ACTION ITEM >> Reproduce exactly, and only, the lines running from the start of the entries below to the line containing "Ok(RangeOp::GreaterEqual(parse_bound(val)?))".

======== DATA LISTING

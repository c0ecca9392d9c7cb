use anyhow::{bail, Result};
use std::fmt;

#[derive(Debug, Clone, Copy, PartialEq)]
pub enum RangeOp {
    LessThan(f64),
    LessEqual(f64),
    GreaterThan(f64),
    GreaterEqual(f64),
    Equal(f64),
    Between(f64, f64), // Inclusive range: N-M
}

impl RangeOp {
    pub fn parse(s: &str) -> Result<Self> {
        let s = s.trim();
        if let Some(val) = s.strip_prefix(">=") {
            Ok(RangeOp::GreaterEqual(parse_bound(val)?))
        } else if let Some(val) = s.strip_prefix("<=") {
            Ok(RangeOp::LessEqual(parse_bound(val)?))
        } else if let Some(val) = s.strip_prefix('>') {
            Ok(RangeOp::GreaterThan(parse_bound(val)?))
        } else if let Some(val) = s.strip_prefix('<') {
            Ok(RangeOp::LessThan(parse_bound(val)?))
        } else if s.contains('-') && !s.starts_with('-') {
            // Range format: "3-8"
            let parts: Vec<&str> = s.split('-').collect();
            if parts.len() == 2 {
                let low = parse_bound(parts[0])?;
                let high = parse_bound(parts[1])?;
                if low > high {
                    bail!("Range start is above its end: {}", s)
                }
                Ok(RangeOp::Between(low, high))
            } else {
                bail!("Invalid range format: {}", s)
            }
        } else {
            Ok(RangeOp::Equal(parse_bound(s)?))
        }
    }

    pub fn matches(&self, value: f64) -> bool {
        match *self {
            RangeOp::LessThan(n) => value < n,
            RangeOp::LessEqual(n) => value <= n,
            RangeOp::GreaterThan(n) => value > n,
            RangeOp::GreaterEqual(n) => value >= n,
            RangeOp::Equal(n) => value == n,
            RangeOp::Between(low, high) => value >= low && value <= high,
        }
    }
}

impl fmt::Display for RangeOp {
    fn fmt(&self, f: &mut fmt::Formatter<'_>) -> fmt::Result {
        match self {
            RangeOp::LessThan(n) => write!(f, "<{}", n),
            RangeOp::LessEqual(n) => write!(f, "<={}", n),
            RangeOp::GreaterThan(n) => write!(f, ">{}", n),
            RangeOp::GreaterEqual(n) => write!(f, ">={}", n),
            RangeOp::Equal(n) => write!(f, "{}", n),
            RangeOp::Between(low, high) => write!(f, "{}-{}", low, high),
        }
    }
}

fn parse_bound(s: &str) -> Result<f64> {
    let value: f64 = s.trim().parse()?;
    if !value.is_finite() {
        bail!("Range bound must be finite: {}", s.trim())
    }
    Ok(value)
}

/// One row of an ordered threshold table.
#[derive(Debug, Clone, Copy, PartialEq)]
pub struct Band {
    pub range: RangeOp,
    pub score: f64,
}

impl Band {
    pub const fn new(range: RangeOp, score: f64) -> Self {
        Self { range, score }
    }

    pub fn parse(range: &str, score: f64) -> Result<Self> {
        Ok(Self::new(RangeOp::parse(range)?, score))
    }
}

/// Score of the first band whose range contains `value`.
///
/// Every banded factor goes through here: tables are ordered, so overlapping
/// ranges like `<=120` then `<=126` read as successive brackets.
pub fn band_lookup(bands: &[Band], value: f64) -> Option<f64> {
    bands
        .iter()
        .find(|band| band.range.matches(value))
        .map(|band| band.score)
}

/// `band_lookup` with a neutral fallback for unparsed input or no match
pub fn band_score(bands: &[Band], value: Option<f64>, neutral: f64) -> f64 {
    value
        .filter(|v| v.is_finite())
        .and_then(|v| band_lookup(bands, v))
        .unwrap_or(neutral)
}

#[cfg(test)]
mod tests {
    use super::*;

    #[test]
    fn test_parse_range_less_than() {
        let range = RangeOp::parse("<100").unwrap();
        assert!(range.matches(50.0));
        assert!(!range.matches(100.0));
        assert!(!range.matches(150.0));
    }

    #[test]
    fn test_parse_range_less_equal() {
        let range = RangeOp::parse("<=2").unwrap();
        assert!(range.matches(2.0));
        assert!(range.matches(1.5));
        assert!(!range.matches(2.01));
    }

    #[test]
    fn test_parse_range_greater_than() {
        let range = RangeOp::parse(">20").unwrap();
        assert!(!range.matches(20.0));
        assert!(range.matches(20.5));
    }

    #[test]
    fn test_parse_range_greater_equal() {
        let range = RangeOp::parse(">=12").unwrap();
        assert!(!range.matches(11.0));
        assert!(range.matches(12.0));
    }

    #[test]
    fn test_parse_range_equal() {
        let range = RangeOp::parse("3").unwrap();
        assert!(range.matches(3.0));
        assert!(!range.matches(4.0));
    }

    #[test]
    fn test_parse_range_between() {
        let range = RangeOp::parse("3-8").unwrap();
        assert!(!range.matches(2.0));
        assert!(range.matches(3.0));
        assert!(range.matches(5.5));
        assert!(range.matches(8.0));
        assert!(!range.matches(9.0));
    }

    #[test]
    fn test_parse_range_negative_equal() {
        let range = RangeOp::parse("-5").unwrap();
        assert!(range.matches(-5.0));
    }

    #[test]
    fn test_parse_range_rejects_garbage() {
        assert!(RangeOp::parse("abc").is_err());
        assert!(RangeOp::parse("1-2-3").is_err());
        assert!(RangeOp::parse("8-3").is_err());
        assert!(RangeOp::parse(">=inf").is_err());
    }

    #[test]
    fn test_range_display_roundtrips() {
        for s in ["<100", "<=2", ">20", ">=12", "3", "3-8"] {
            let range = RangeOp::parse(s).unwrap();
            assert_eq!(range.to_string(), s);
        }
    }

    #[test]
    fn test_band_lookup_first_match_wins() {
        let bands = [
            Band::new(RangeOp::LessEqual(120.0), 10.0),
            Band::new(RangeOp::LessEqual(126.0), 9.0),
        ];
        assert_eq!(band_lookup(&bands, 110.0), Some(10.0));
        assert_eq!(band_lookup(&bands, 124.0), Some(9.0));
        assert_eq!(band_lookup(&bands, 130.0), None);
    }

    #[test]
    fn test_band_score_neutral_fallback() {
        let bands = [Band::new(RangeOp::Between(3.0, 8.0), 8.0)];
        assert_eq!(band_score(&bands, Some(5.0), 7.0), 8.0);
        assert_eq!(band_score(&bands, Some(12.0), 7.0), 7.0);
        assert_eq!(band_score(&bands, None, 7.0), 7.0);
        assert_eq!(band_score(&bands, Some(f64::NAN), 7.0), 7.0);
    }
}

================

SOLUTION FOR THIS PROBLEM >>
repository c0ecca9392d9c7cb
use anyhow::{bail, Result};
use std::fmt;

#[derive(Debug, Clone, Copy, PartialEq)]
pub enum RangeOp {
    LessThan(f64),
    LessEqual(f64),
    GreaterThan(f64),
    GreaterEqual(f64),
    Equal(f64),
    Between(f64, f64), // Inclusive range: N-M
}

impl RangeOp {
    pub fn parse(s: &str) -> Result<Self> {
        let s = s.trim();
        if let Some(val) = s.strip_prefix(">=") {
            Ok(RangeOp::GreaterEqual(parse_bound(val)?))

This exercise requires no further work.